Um eine Katastrophe zu vermeiden, muss es der Menschheit gelingen, ein ökologisches und wirtschaftliches Gleichgewicht herzustellen und anstatt am Prinzip des „Weiter so“ festzuhalten, die Transformation hin zu einer nachhaltigeren Wirtschaftsordnung zu schaffen. Diese These ist schon 50 Jahre alt. Sie stammt vom Club of Rome, dem berühmten Zusammenschluss von Wissenschaftlern.
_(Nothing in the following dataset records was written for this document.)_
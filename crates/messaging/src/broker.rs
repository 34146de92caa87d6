//! Broker abstraction and in-memory implementation.

use std::collections::HashSet;
use std::sync::Arc;

use async_trait::async_trait;
use tokio::sync::RwLock;
use tokio::sync::mpsc;

use crate::error::{MessagingError, Result};

/// A message as it arrives from the broker: raw bytes plus routing
/// metadata. The value is deliberately untyped so that a malformed
/// message can still be received and dead-lettered.
#[derive(Debug, Clone)]
pub struct Delivery {
    pub topic: String,
    pub key: String,
    pub value: Vec<u8>,
}

/// The publish/subscribe seam between services and the transport.
///
/// Delivery is at-least-once; consumers are expected to deduplicate via
/// the idempotency guard. Messages sharing a key arrive in publish order.
#[async_trait]
pub trait Broker: Send + Sync {
    /// Publishes a message to a topic.
    async fn publish(&self, topic: &str, key: &str, value: Vec<u8>) -> Result<()>;

    /// Subscribes a consumer group to a set of topics, replaying retained
    /// messages from the beginning before live delivery.
    async fn subscribe(&self, group: &str, topics: &[&str]) -> Result<Subscription>;
}

/// A single consumer's ordered message feed.
///
/// One subscription is one FIFO channel, so messages for any given key are
/// handled strictly in arrival order within a consumer instance.
pub struct Subscription {
    rx: mpsc::UnboundedReceiver<Delivery>,
}

impl Subscription {
    /// Waits for the next message; returns `None` when the broker is gone.
    pub async fn recv(&mut self) -> Option<Delivery> {
        self.rx.recv().await
    }

    /// Returns the next message if one is already buffered.
    pub fn try_recv(&mut self) -> Option<Delivery> {
        self.rx.try_recv().ok()
    }
}

struct SubscriberEntry {
    group: String,
    topics: HashSet<String>,
    tx: mpsc::UnboundedSender<Delivery>,
}

#[derive(Default)]
struct BrokerState {
    log: Vec<Delivery>,
    subscribers: Vec<SubscriberEntry>,
    fail_publishes: bool,
}

/// In-memory broker for tests and single-process wiring.
///
/// Retains every published message and replays from the beginning on
/// subscribe, mirroring a durable log consumed with an earliest-offset
/// policy.
#[derive(Clone, Default)]
pub struct InMemoryBroker {
    state: Arc<RwLock<BrokerState>>,
}

impl InMemoryBroker {
    /// Creates a new empty broker.
    pub fn new() -> Self {
        Self::default()
    }

    /// Makes every subsequent publish fail until switched off, simulating
    /// an unreachable broker.
    pub async fn set_fail_publishes(&self, fail: bool) {
        self.state.write().await.fail_publishes = fail;
    }

    /// Total number of retained messages.
    pub async fn published_count(&self) -> usize {
        self.state.read().await.log.len()
    }

    /// All retained messages on one topic, in publish order.
    pub async fn messages_on(&self, topic: &str) -> Vec<Delivery> {
        self.state
            .read()
            .await
            .log
            .iter()
            .filter(|d| d.topic == topic)
            .cloned()
            .collect()
    }
}

#[async_trait]
impl Broker for InMemoryBroker {
    async fn publish(&self, topic: &str, key: &str, value: Vec<u8>) -> Result<()> {
        let mut state = self.state.write().await;
        if state.fail_publishes {
            return Err(MessagingError::Broker("broker unreachable".to_string()));
        }

        let delivery = Delivery {
            topic: topic.to_string(),
            key: key.to_string(),
            value,
        };
        state.log.push(delivery.clone());

        // Fan out to live subscriptions, dropping the ones whose receiver
        // side has gone away.
        state.subscribers.retain(|sub| {
            if !sub.topics.contains(topic) {
                return true;
            }
            match sub.tx.send(delivery.clone()) {
                Ok(()) => true,
                Err(_) => {
                    tracing::debug!(group = %sub.group, topic, "dropping closed subscription");
                    false
                }
            }
        });

        Ok(())
    }

    async fn subscribe(&self, group: &str, topics: &[&str]) -> Result<Subscription> {
        let (tx, rx) = mpsc::unbounded_channel();
        let topics: HashSet<String> = topics.iter().map(|t| t.to_string()).collect();

        let mut state = self.state.write().await;
        for delivery in state.log.iter().filter(|d| topics.contains(&d.topic)) {
            // Receiver is still in scope, the send cannot fail here.
            let _ = tx.send(delivery.clone());
        }
        state.subscribers.push(SubscriberEntry {
            group: group.to_string(),
            topics,
            tx,
        });

        Ok(Subscription { rx })
    }
}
Dass es der Staatengemeinschaft ein halbes Jahrhundert nach diesem Bericht und nach der ersten UN-Umweltkonferenz in Stockholm immer noch nicht geglückt ist, den Klimawandel als wohl größte globale Herausforderung auch nur annähernd ernsthaft anzugehen, ist beschämend.

Gewiss: Der UN Global Compact, das Bekenntnis zu mehr Nachhaltigkeit von Staaten, Institutionen und Unternehmen ist ein guter Anfang. Gleichwohl muss der gesellschaftliche Druck zunehmen, um die Entscheider zu verbindlichem, verantwortungsvollem Handeln zu bewegen. Es tut weh, über den eigenen Wohlstand nachzudenken. Doch es ist letztlich eine Gewissensfrage. Wollen wir reich sein, weil andere arm sind?